------ Entries provided
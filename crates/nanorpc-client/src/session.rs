//! Per-connection session: framing workers, callback registry, request-ID
//! assignment, and idle-read deadline gating.
//!
//! A session lives exactly as long as one transport connection.  It runs
//! three workers that all observe the session's cancellation token:
//!
//! - **writer**: drains the bounded outbound queue into the socket, each
//!   write bounded by `write_timeout`
//! - **reader**: decodes responses and dispatches callbacks.  While no
//!   callbacks are outstanding it gives up after `idle_read_timeout`;
//!   otherwise after `keep_alive + read_timeout`, the latest a live peer
//!   can answer the next heartbeat
//! - **heartbeat**: enqueues a PING every `keep_alive`
//!
//! Callbacks always run on a fresh task so a slow handler never stalls the
//! reader or the session teardown.  The first worker or callback error is recorded and ends the
//! session; [`Session::run`] resolves with it.

use std::sync::Arc;
use std::time::Duration;

use futures_util::stream::{SplitSink, SplitStream};
use futures_util::{SinkExt, StreamExt};
use nanorpc_protocol::{
    ClientCodec, CodecError, NanoRpcRequest, NanoRpcResponse, RequestType, ResponseType,
};
use parking_lot::Mutex;
use prost::Message;
use tokio::sync::{mpsc, Notify};
use tokio::task::JoinHandle;
use tokio::time::MissedTickBehavior;
use tokio_util::codec::Framed;
use tokio_util::sync::CancellationToken;
use tracing::Instrument;

use crate::callbacks::{CallbackEntry, CallbackTable};
use crate::config::TransportConfig;
use crate::request_id::RequestCounter;
use crate::transport::{BoxedStream, ConnInfo, Connection};
use crate::types::{Callback, Error, Result};

type FrameSink = SplitSink<Framed<BoxedStream, ClientCodec>, NanoRpcRequest>;
type FrameStream = SplitStream<Framed<BoxedStream, ClientCodec>>;

pub struct Session {
    info: ConnInfo,
    callbacks: Mutex<CallbackTable>,
    outbound: mpsc::Sender<NanoRpcRequest>,
    counter: Arc<RequestCounter>,
    cancel: CancellationToken,
    max_frame_len: usize,
    /// Signalled when the table goes from empty to non-empty, so the reader
    /// drops its idle deadline.
    activity: Notify,
    failure: Mutex<Option<Error>>,
    workers: Mutex<Vec<JoinHandle<()>>>,
}

impl Session {
    /// Take ownership of `conn` and spawn the session workers.
    ///
    /// `cancel` is the session's scope; cancelling it stops every worker.
    pub fn start(
        conn: Connection,
        transport: &TransportConfig,
        counter: Arc<RequestCounter>,
        cancel: CancellationToken,
    ) -> Arc<Self> {
        let codec = ClientCodec::with_max_frame_len(transport.max_frame_len);
        let (sink, stream) = Framed::new(conn.stream, codec).split();
        let (outbound, queue) = mpsc::channel(transport.queue_size.max(1));

        let session = Arc::new(Self {
            info: conn.info,
            callbacks: Mutex::new(CallbackTable::new()),
            outbound,
            counter,
            cancel,
            max_frame_len: transport.max_frame_len,
            activity: Notify::new(),
            failure: Mutex::new(None),
            workers: Mutex::new(Vec::new()),
        });

        let deadlines = ReadDeadlines {
            idle: transport.idle_read_timeout,
            active: transport.keep_alive + transport.read_timeout,
        };
        let span = tracing::Span::current();
        let workers = vec![
            tokio::spawn(
                session
                    .clone()
                    .write_loop(sink, queue, transport.write_timeout)
                    .instrument(span.clone()),
            ),
            tokio::spawn(
                session
                    .clone()
                    .read_loop(stream, deadlines)
                    .instrument(span.clone()),
            ),
            tokio::spawn(
                session
                    .clone()
                    .heartbeat_loop(transport.keep_alive)
                    .instrument(span),
            ),
        ];
        *session.workers.lock() = workers;
        session
    }

    /// Whether any callbacks are outstanding.
    pub fn is_active(&self) -> bool {
        !self.callbacks.lock().is_empty()
    }

    pub fn pending(&self) -> usize {
        self.callbacks.lock().len()
    }

    pub fn is_closed(&self) -> bool {
        self.cancel.is_cancelled()
    }

    // ── Writer path ──────────────────────────────────────────────────

    /// Register `cb` (if any) and enqueue `req`.  Returns the request ID
    /// used on the wire.
    ///
    /// - PING: callback optional.  A negative ID without a callback is sent
    ///   as `0` (fire-and-forget, the server's PONG is dropped).
    /// - REQUEST / SUBSCRIBE: callback required.
    /// - An ID `<= 0` is replaced by the next free ID from the client-wide
    ///   counter; an explicit positive ID is kept.
    /// - An explicit ID that names a live subscription, sent as a REQUEST,
    ///   is an unsubscribe: the subscription's callback gets its final
    ///   `None` and the new callback takes over the ID.
    ///
    /// A frame over `max_frame_len` is rejected before anything is
    /// registered.  If enqueueing fails the callback stays registered and is
    /// drained with `None` when the session closes.
    pub async fn send(self: &Arc<Self>, mut req: NanoRpcRequest, cb: Option<Callback>) -> Result<i32> {
        let request_type = req.request_type();
        match request_type {
            RequestType::Ping => {}
            RequestType::Request | RequestType::Subscribe => {
                if cb.is_none() {
                    return Err(Error::InvalidArgument(format!(
                        "{request_type:?} requires a callback"
                    )));
                }
            }
            RequestType::Unspecified => {
                return Err(Error::InvalidArgument(format!(
                    "invalid request type {}",
                    req.request_type
                )));
            }
        }
        let len = req.encoded_len();
        if len > self.max_frame_len {
            return Err(Error::Codec(CodecError::FrameTooLarge {
                len,
                max: self.max_frame_len,
            }));
        }

        let mut unsubscribed = None;
        let became_active = {
            let mut table = self.callbacks.lock();
            // Checked under the lock: `close` cancels before it drains, so a
            // callback inserted here is always seen by the drain.
            if self.is_closed() {
                return Err(Error::NotConnected);
            }
            let was_idle = table.is_empty();

            if req.request_id < 0 && request_type == RequestType::Ping && cb.is_none() {
                req.request_id = 0;
            } else if req.request_id <= 0 {
                req.request_id = self.next_free_id(&table);
            } else if let Some(existing) = table.peek(req.request_id).map(|e| e.request_type) {
                if existing == RequestType::Subscribe && request_type == RequestType::Request {
                    unsubscribed = table.pop(req.request_id);
                } else {
                    return Err(Error::InvalidArgument(format!(
                        "request id {} is already in use",
                        req.request_id
                    )));
                }
            }

            if let Some(callback) = cb {
                table.insert(CallbackEntry {
                    request_id: req.request_id,
                    request_type,
                    callback,
                });
            }
            was_idle && !table.is_empty()
        };

        if became_active {
            self.activity.notify_one();
        }
        if let Some(entry) = unsubscribed {
            tracing::debug!(request_id = entry.request_id, "subscription cancelled");
            self.invoke(entry.callback, None);
        }

        let request_id = req.request_id;
        tracing::trace!(request_id, ?request_type, "enqueueing request");
        tokio::select! {
            sent = self.outbound.send(req) => sent.map_err(|_| Error::NotConnected)?,
            _ = self.cancel.cancelled() => return Err(Error::NotConnected),
        }
        Ok(request_id)
    }

    fn next_free_id(&self, table: &CallbackTable) -> i32 {
        loop {
            let id = self.counter.next();
            if !table.contains(id) {
                return id;
            }
        }
    }

    async fn write_loop(
        self: Arc<Self>,
        mut sink: FrameSink,
        mut queue: mpsc::Receiver<NanoRpcRequest>,
        write_timeout: Duration,
    ) {
        loop {
            let req = tokio::select! {
                _ = self.cancel.cancelled() => break,
                req = queue.recv() => match req {
                    Some(req) => req,
                    None => break,
                },
            };

            let request_id = req.request_id;
            match tokio::time::timeout(write_timeout, sink.send(req)).await {
                Ok(Ok(())) => tracing::trace!(request_id, "frame written"),
                Ok(Err(CodecError::Io(e))) => {
                    self.fail(Error::Transport(e));
                    break;
                }
                // Nothing reached the socket; only this request is lost.
                Ok(Err(e)) => {
                    tracing::warn!(request_id, error = %e, "dropping unencodable request");
                    let entry = self.callbacks.lock().pop(request_id);
                    if let Some(entry) = entry {
                        self.invoke(entry.callback, None);
                    }
                }
                Err(_) => {
                    self.fail(Error::Timeout("write"));
                    break;
                }
            }
        }
    }

    // ── Reader path ──────────────────────────────────────────────────

    async fn read_loop(self: Arc<Self>, mut stream: FrameStream, deadlines: ReadDeadlines) {
        loop {
            let idle = !self.is_active();
            let deadline = if idle { deadlines.idle } else { deadlines.active };
            let frame = tokio::select! {
                _ = self.cancel.cancelled() => break,
                _ = self.activity.notified(), if idle => continue,
                _ = tokio::time::sleep(deadline) => {
                    self.fail(Error::Timeout(if idle { "idle read" } else { "read" }));
                    break;
                }
                frame = stream.next() => frame,
            };

            match frame {
                Some(Ok(resp)) => self.dispatch(resp),
                Some(Err(e)) => {
                    self.fail(codec_error(e));
                    break;
                }
                None => {
                    self.fail(Error::Transport(std::io::Error::new(
                        std::io::ErrorKind::UnexpectedEof,
                        "connection closed by peer",
                    )));
                    break;
                }
            }
        }
    }

    /// Route one response to its callback.
    fn dispatch(self: &Arc<Self>, resp: NanoRpcResponse) {
        let request_id = resp.request_id;
        if request_id <= 0 {
            tracing::debug!(request_id, "dropping unsolicited response");
            return;
        }

        let callback = {
            let mut table = self.callbacks.lock();
            match table.peek(request_id).map(|e| e.request_type) {
                None => None,
                Some(RequestType::Subscribe) => table.peek(request_id).map(|e| e.callback.clone()),
                // Late update for a subscription that has been cancelled.
                Some(_) if resp.response_type() == ResponseType::Update => {
                    tracing::trace!(request_id, "dropping update for cancelled subscription");
                    return;
                }
                Some(_) => table.pop(request_id).map(|e| e.callback),
            }
        };

        match callback {
            Some(cb) => {
                self.invoke(cb, Some(resp));
            }
            None => tracing::debug!(request_id, "no callback for response"),
        }
    }

    /// Run `cb` on a fresh task.  A callback error ends the session.
    fn invoke(self: &Arc<Self>, cb: Callback, resp: Option<NanoRpcResponse>) {
        let session = self.clone();
        tokio::spawn(
            async move {
                if let Err(e) = cb.on_response(resp).await {
                    tracing::warn!(error = %e, "response callback failed");
                    session.fail(e);
                }
            }
            .instrument(tracing::Span::current()),
        );
    }

    // ── Keep-alive ───────────────────────────────────────────────────

    async fn heartbeat_loop(self: Arc<Self>, every: Duration) {
        let mut interval = tokio::time::interval_at(tokio::time::Instant::now() + every, every);
        interval.set_missed_tick_behavior(MissedTickBehavior::Delay);
        loop {
            tokio::select! {
                _ = self.cancel.cancelled() => break,
                _ = interval.tick() => {}
            }
            if let Err(e) = self.send(NanoRpcRequest::ping(0), None).await {
                tracing::trace!(error = %e, "heartbeat stopped");
                break;
            }
        }
    }

    // ── Lifecycle ────────────────────────────────────────────────────

    /// Record the first error and end the session.  Errors raised after the
    /// session was cancelled are ignored.
    fn fail(&self, err: Error) {
        {
            let mut slot = self.failure.lock();
            if slot.is_none() && !self.cancel.is_cancelled() {
                tracing::debug!(remote = %self.info.remote, error = %err, "session failed");
                *slot = Some(err);
            }
        }
        self.cancel.cancel();
    }

    /// Block until the session ends.  `Ok(())` means it was cancelled from
    /// outside; otherwise the error that ended it.
    pub async fn run(&self) -> Result<()> {
        self.cancel.cancelled().await;
        match self.failure.lock().take() {
            Some(e) => Err(e),
            None => Ok(()),
        }
    }

    /// Stop the workers and drain the callback table: every outstanding
    /// callback is dispatched once with `None`.  Returns once the workers
    /// have stopped; the drained callbacks run on their own tasks and are
    /// not awaited, so a callback may itself close the client.
    pub async fn close(self: &Arc<Self>) {
        self.cancel.cancel();

        let drained = {
            let mut table = self.callbacks.lock();
            let entries = table.drain();
            let count = entries.len();
            for entry in entries {
                self.invoke(entry.callback, None);
            }
            count
        };
        if drained > 0 {
            tracing::debug!(count = drained, "drained pending callbacks");
        }

        let workers = std::mem::take(&mut *self.workers.lock());
        for handle in workers {
            let _ = handle.await;
        }
    }
}

impl Drop for Session {
    fn drop(&mut self) {
        self.cancel.cancel();
    }
}

#[derive(Debug, Clone, Copy)]
struct ReadDeadlines {
    idle: Duration,
    active: Duration,
}

fn codec_error(e: CodecError) -> Error {
    match e {
        CodecError::Io(io) => Error::Transport(io),
        other => Error::Codec(other),
    }
}
//! Builder pattern for constructing a [`Client`].

use std::sync::Arc;
use std::time::Duration;

use nanorpc_protocol::HashCache;
use tokio_util::sync::CancellationToken;

use crate::client::Client;
use crate::config::Config;
use crate::reconnect::Backoff;
use crate::transport::ConnInfo;
use crate::types::{Error, Result};

/// Fluent builder for [`Client`].
///
/// Anything left unset takes its default from [`Config::set_defaults`].
///
/// # Example
///
/// ```rust,no_run
/// # use nanorpc_client::{ClientBuilder, ExponentialBackoff};
/// let client = ClientBuilder::new()
///     .remote("10.0.0.7:7000")
///     .always_hash_paths(true)
///     .idle_read_timeout(std::time::Duration::from_secs(30))
///     .backoff(ExponentialBackoff::default())
///     .build()
///     .unwrap();
/// ```
#[derive(Debug, Default)]
pub struct ClientBuilder {
    config: Config,
}

impl ClientBuilder {
    pub fn new() -> Self {
        Self::default()
    }

    /// Start from an existing configuration.
    pub fn from_config(config: Config) -> Self {
        Self { config }
    }

    // ── Required ─────────────────────────────────────────────────────

    /// Server address: `host:port`, `[v6]:port`, `unix:/path` or a path.
    pub fn remote(mut self, remote: impl Into<String>) -> Self {
        self.config.remote = remote.into();
        self
    }

    // ── Timeouts ─────────────────────────────────────────────────────

    /// Dial deadline (default 2s).
    pub fn dial_timeout(mut self, d: Duration) -> Self {
        self.config.dial_timeout = d;
        self
    }

    pub fn read_timeout(mut self, d: Duration) -> Self {
        self.config.read_timeout = d;
        self
    }

    /// Per-frame write deadline (default 2s).
    pub fn write_timeout(mut self, d: Duration) -> Self {
        self.config.write_timeout = d;
        self
    }

    /// Read deadline while nothing is outstanding (default 10s).
    pub fn idle_read_timeout(mut self, d: Duration) -> Self {
        self.config.idle_read_timeout = d;
        self
    }

    /// Heartbeat interval (default 5s).
    pub fn keep_alive(mut self, d: Duration) -> Self {
        self.config.keep_alive = d;
        self
    }

    // ── Reconnect ────────────────────────────────────────────────────

    /// Constant delay between reconnect attempts (default 5s).
    pub fn reconnect_delay(mut self, d: Duration) -> Self {
        self.config.reconnect_delay = d;
        self
    }

    /// Replace the constant reconnect delay with a custom waiter.
    pub fn backoff(mut self, backoff: impl Backoff) -> Self {
        self.config.wait_reconnect = Some(Arc::new(backoff));
        self
    }

    // ── Wire ─────────────────────────────────────────────────────────

    /// Send every path as its FNV-1a hash.
    pub fn always_hash_paths(mut self, on: bool) -> Self {
        self.config.always_hash_paths = on;
        self
    }

    /// Use a private hash cache instead of the process-global one.
    pub fn hash_cache(mut self, cache: Arc<HashCache>) -> Self {
        self.config.hash_cache = Some(cache);
        self
    }

    /// Outbound queue depth in frames (default 64).
    pub fn queue_size(mut self, n: usize) -> Self {
        self.config.queue_size = n;
        self
    }

    /// Largest frame accepted or sent (default 4 MiB).
    pub fn max_frame_len(mut self, n: usize) -> Self {
        self.config.max_frame_len = n;
        self
    }

    // ── Ambient ──────────────────────────────────────────────────────

    /// Span the client's tasks run in.
    pub fn span(mut self, span: tracing::Span) -> Self {
        self.config.span = Some(span);
        self
    }

    /// Parent cancellation token.
    pub fn context(mut self, token: CancellationToken) -> Self {
        self.config.context = Some(token);
        self
    }

    // ── Hooks ────────────────────────────────────────────────────────

    pub fn on_connect<F>(mut self, f: F) -> Self
    where
        F: Fn(&Client) -> Result<()> + Send + Sync + 'static,
    {
        self.config.on_connect = Some(Arc::new(f));
        self
    }

    pub fn on_disconnect<F>(mut self, f: F) -> Self
    where
        F: Fn(&Client) -> Result<()> + Send + Sync + 'static,
    {
        self.config.on_disconnect = Some(Arc::new(f));
        self
    }

    pub fn on_error<F>(mut self, f: F) -> Self
    where
        F: Fn(Option<&ConnInfo>, &Error) -> Result<()> + Send + Sync + 'static,
    {
        self.config.on_error = Some(Arc::new(f));
        self
    }

    /// Build the [`Client`].  Fails if the remote address is invalid.
    pub fn build(self) -> Result<Client> {
        Client::new(self.config)
    }
}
------------
The lines above that hold "first" are the result; show every one of them.

**Expected answer**
//! reader or the session teardown.  The first worker or callback error is recorded and ends the
    /// Record the first error and end the session.  Errors raised after the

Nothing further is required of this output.